In her closing, McCastlain led the jury through the timeline of that conspiracy. The three men are alleged to have had Randy Adams cook some meth, sell it to Roger Light in September, 2004, arrest Light and make him reveal the whereabouts of his life-long friend Gene Beasley. Beasley skipped on a $150,000 bond and the bail bondsmen needed to get him or forfeit the money.

Deputy Prosecutor Stuart Cearley closed first, saying that the American legal system has its roots in the Magna Carta, where “no person, not even the king, is above the law.”

“Jay set himself up as king of Lonoke,” said Cearley, calling it the police chief’s fiefdom. “There were a lot of common crimes facilitated by the use of a badge,” Cearley added.

Then, witness-by-witness, crime-by-crime, Cearley reminded jurors with projected photographs and bullet points of the circumstances and testimony spread across nearly two months.

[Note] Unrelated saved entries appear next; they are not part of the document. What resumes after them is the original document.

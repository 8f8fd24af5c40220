//! psfp - PSFP management utility
//!
//! Configures IEEE 802.1Qci per-stream filtering and policing on the
//! LAN966x switch via Generic Netlink.

mod fm;
mod gce;
mod sf;
mod sg;

use clap::{Parser, Subcommand};
use tsn::netlink::Result;

#[derive(Parser)]
#[command(name = "psfp")]
#[command(about = "LAN966x per-stream filtering and policing", long_about = None)]
#[command(version)]
struct Cli {
    #[command(subcommand)]
    command: Command,
}

#[derive(Subcommand)]
enum Command {
    /// Configure a stream filter or show its counters
    Sf(sf::SfArgs),

    /// Configure a stream gate or show its status
    Sg(sg::SgArgs),

    /// Configure a gate control entry or show its status
    Gce(gce::GceArgs),

    /// Configure a flow meter
    Fm(fm::FmArgs),
}

#[tokio::main]
async fn main() -> Result<()> {
    tracing_subscriber::fmt()
        .with_env_filter(
            tracing_subscriber::EnvFilter::from_default_env()
                .add_directive(tracing::Level::WARN.into()),
        )
        .init();

    let cli = Cli::parse();

    match cli.command {
        Command::Sf(args) => sf::run(args).await,
        Command::Sg(args) => sg::run(args).await,
        Command::Gce(args) => gce::run(args).await,
        Command::Fm(args) => fm::run(args).await,
    }
}
//! fp - frame preemption configuration utility
//!
//! Configures IEEE 802.1Qbu / 802.3br frame preemption on LAN966x
//! switch ports via Generic Netlink.

use clap::Parser;
use tsn::netlink::Result;
use tsn::netlink::genl::fp::{FpConnection, FpPortConfig, FpPortStatus};
use tsn::util::ifname;

#[derive(Parser)]
#[command(name = "fp")]
#[command(about = "LAN966x frame preemption configuration", long_about = None)]
#[command(version)]
struct Cli {
    /// Interface name
    #[arg(long)]
    dev: String,

    /// Preemptible priority bitmask (hex with 0x prefix, or decimal)
    #[arg(long = "admin_status", value_parser = parse_admin_status)]
    admin_status: Option<u8>,

    /// Enable preemption transmission (aMACMergeEnableTx)
    #[arg(long = "enable_tx")]
    enable_tx: Option<u8>,

    /// Disable the verification handshake (aMACMergeVerifyDisableTx)
    #[arg(long = "verify_disable_tx")]
    verify_disable_tx: Option<u8>,

    /// Verification timeout in milliseconds (aMACMergeVerifyTime)
    #[arg(long = "verify_time")]
    verify_time: Option<u8>,

    /// Additional fragment size (aMACMergeAddFragSize)
    #[arg(long = "add_frag_size")]
    add_frag_size: Option<u8>,

    /// Show port status instead of configuration
    #[arg(long)]
    status: bool,

    /// Print status as JSON
    #[arg(long)]
    json: bool,
}

fn parse_admin_status(s: &str) -> std::result::Result<u8, String> {
    let parsed = match s.strip_prefix("0x").or_else(|| s.strip_prefix("0X")) {
        Some(hex) => u8::from_str_radix(hex, 16),
        None => s.parse(),
    };
    parsed.map_err(|_| format!("invalid priority mask: {}", s))
}

fn apply(config: &FpPortConfig, cli: &Cli) -> FpPortConfig {
    let mut updated = *config;
    if let Some(v) = cli.admin_status {
        updated.admin_status = v;
    }
    if let Some(v) = cli.enable_tx {
        updated.enable_tx = v;
    }
    if let Some(v) = cli.verify_disable_tx {
        updated.verify_disable_tx = v;
    }
    if let Some(v) = cli.verify_time {
        updated.verify_time = v;
    }
    if let Some(v) = cli.add_frag_size {
        updated.add_frag_size = v;
    }
    updated
}

fn print_config(config: &FpPortConfig) {
    println!("admin_status: 0x{:x}", config.admin_status);
    println!("enable_tx: {}", config.enable_tx);
    println!("verify_disable_tx: {}", config.verify_disable_tx);
    println!("verify_time: {}", config.verify_time);
    println!("add_frag_size: {}", config.add_frag_size);
}

fn print_status(dev: &str, status: &FpPortStatus, json: bool) {
    if json {
        let value = serde_json::json!({
            "dev": dev,
            "hold_advance": status.hold_advance,
            "release_advance": status.release_advance,
            "preemption_active": status.preemption_active,
            "hold_request": status.hold_request,
            "status_verify": status.status_verify_name(),
        });
        println!("{}", value);
        return;
    }

    println!("dev: {}", dev);
    println!("hold_advance: {}", status.hold_advance);
    println!("release_advance: {}", status.release_advance);
    println!("preemption_active: {}", status.preemption_active);
    println!("hold_request: {}", status.hold_request);
    println!("status_verify: {}", status.status_verify_name());
}

#[tokio::main]
async fn main() -> Result<()> {
    tracing_subscriber::fmt()
        .with_env_filter(
            tracing_subscriber::EnvFilter::from_default_env()
                .add_directive(tracing::Level::WARN.into()),
        )
        .init();

    let cli = Cli::parse();
    let ifindex = ifname::name_to_index(&cli.dev)?;
    let conn = FpConnection::new().await?;

    if cli.status {
        let status = conn.port_status(ifindex).await?;
        print_status(&cli.dev, &status, cli.json);
        return Ok(());
    }

    let config = conn.port_config(ifindex).await?;
    let updated = apply(&config, &cli);

    if updated == config {
        print_config(&config);
        return Ok(());
    }

    conn.set_port_config(ifindex, &updated).await
}

#[cfg(test)]
mod tests {
    use super::*;

    fn cli(args: &[&str]) -> Cli {
        Cli::parse_from(std::iter::once("fp").chain(args.iter().copied()))
    }

    #[test]
    fn test_parse_admin_status() {
        assert_eq!(parse_admin_status("0xfe").unwrap(), 0xfe);
        assert_eq!(parse_admin_status("0XFF").unwrap(), 0xff);
        assert_eq!(parse_admin_status("5").unwrap(), 5);
        assert!(parse_admin_status("0xzz").is_err());
        assert!(parse_admin_status("300").is_err());
    }

    #[test]
    fn test_apply_no_options_is_identity() {
        let config = FpPortConfig {
            admin_status: 0x0f,
            enable_tx: 1,
            verify_disable_tx: 0,
            verify_time: 10,
            add_frag_size: 2,
        };
        let updated = apply(&config, &cli(&["--dev", "eth0"]));
        assert_eq!(updated, config);
    }

    #[test]
    fn test_apply_edits_only_named_fields() {
        let config = FpPortConfig {
            admin_status: 0x0f,
            enable_tx: 0,
            verify_disable_tx: 0,
            verify_time: 10,
            add_frag_size: 2,
        };
        let updated = apply(
            &config,
            &cli(&["--dev", "eth0", "--admin_status", "0xfe", "--enable_tx", "1"]),
        );
        assert_eq!(updated.admin_status, 0xfe);
        assert_eq!(updated.enable_tx, 1);
        assert_eq!(updated.verify_time, 10);
        assert_eq!(updated.add_frag_size, 2);
        assert_ne!(updated, config);
    }
}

He said Campbell pulled people off the street, making deals, threatening arrest or prison if they didn’t cooperate. Dexter Washington, just out of prison, said he was intimidated into selling crack cocaine for the chief and paying him $2,000.
He’s violated the trust that goes with the office, Cearley said.

He said the Campbells stole from friends, neighbors and church friends who preferred letting the matter go to confronting them or else feeling it futile to file a police report in Lonoke. That was until Charlotte Hill threatened to go to the State Police, setting off a flurry of activity to recover from a pawn shop about $10,000 worth of jewelry they allegedly stole from her.
In his closing argument, Benca told the jury his interpretation of the continuing criminal enterprise law, and why the crimes of the Campbells and Cox didn’t fit that definition.

Criminal enterprise statutes are for gangs and organized crime, he said. He said a criminal enterprise requires at least two felonies and that each of those must have three members.

Cole ruled even before jury selection that the offenses could be spread among the three members or participants.
Benca reminded jurors that to find the Campbells guilty, they must find them guilty beyond a reasonable doubt and that coincidence, bad policy, things Jay Campbell should have known, things that were highly suspicious, a preponderance or clear and convincing did not meet that standard. “We are talking about someone’s life,” he said.

He suggested that Lonoke Police Det. David Huggs, who testified for the prosecution and was evidence custodian, would himself be a good candidate for having taken drugs found missing from the evidence locker.

He said that drug dealer Ryan Childress, from whom Campbell is alleged to have stolen $15,000, didn’t mention the money through interviews with several investigators and that no officer was on record as ever having seen that money. Charge by charge, Benca told jurors by Campbell was not guilty, and why. Of the jewelry stolen from the Hills, Benca suggested that Campbell discovered that his brother—now dead—had stolen it and that he wanted to get it back so he wouldn’t have to arrest his brother.

Shane Scott, who testified against both Campbells “goes to bed thinking how he can manipulate and use people,” Benca said. He suggested that Scott had a relationship with Kelly Campbell mostly to get leverage on her husband.

Kelly Campbell’s lawyer Mark Hampton reminded the jurors that all charges that she had sex with inmates had been dropped.
“You have to determine whether Mrs. McCastlain has given you all the lumber, pieces, bolts to put together a mega crime case,” he said, comparing it to a backyard playground he tried to build for his children. He called inmate Scott, the chief witness against his client, a con man and a liar and urged jurors not to believe his testimony that she provided contraband in the form of alcohol, marijuana and a cell phone to him.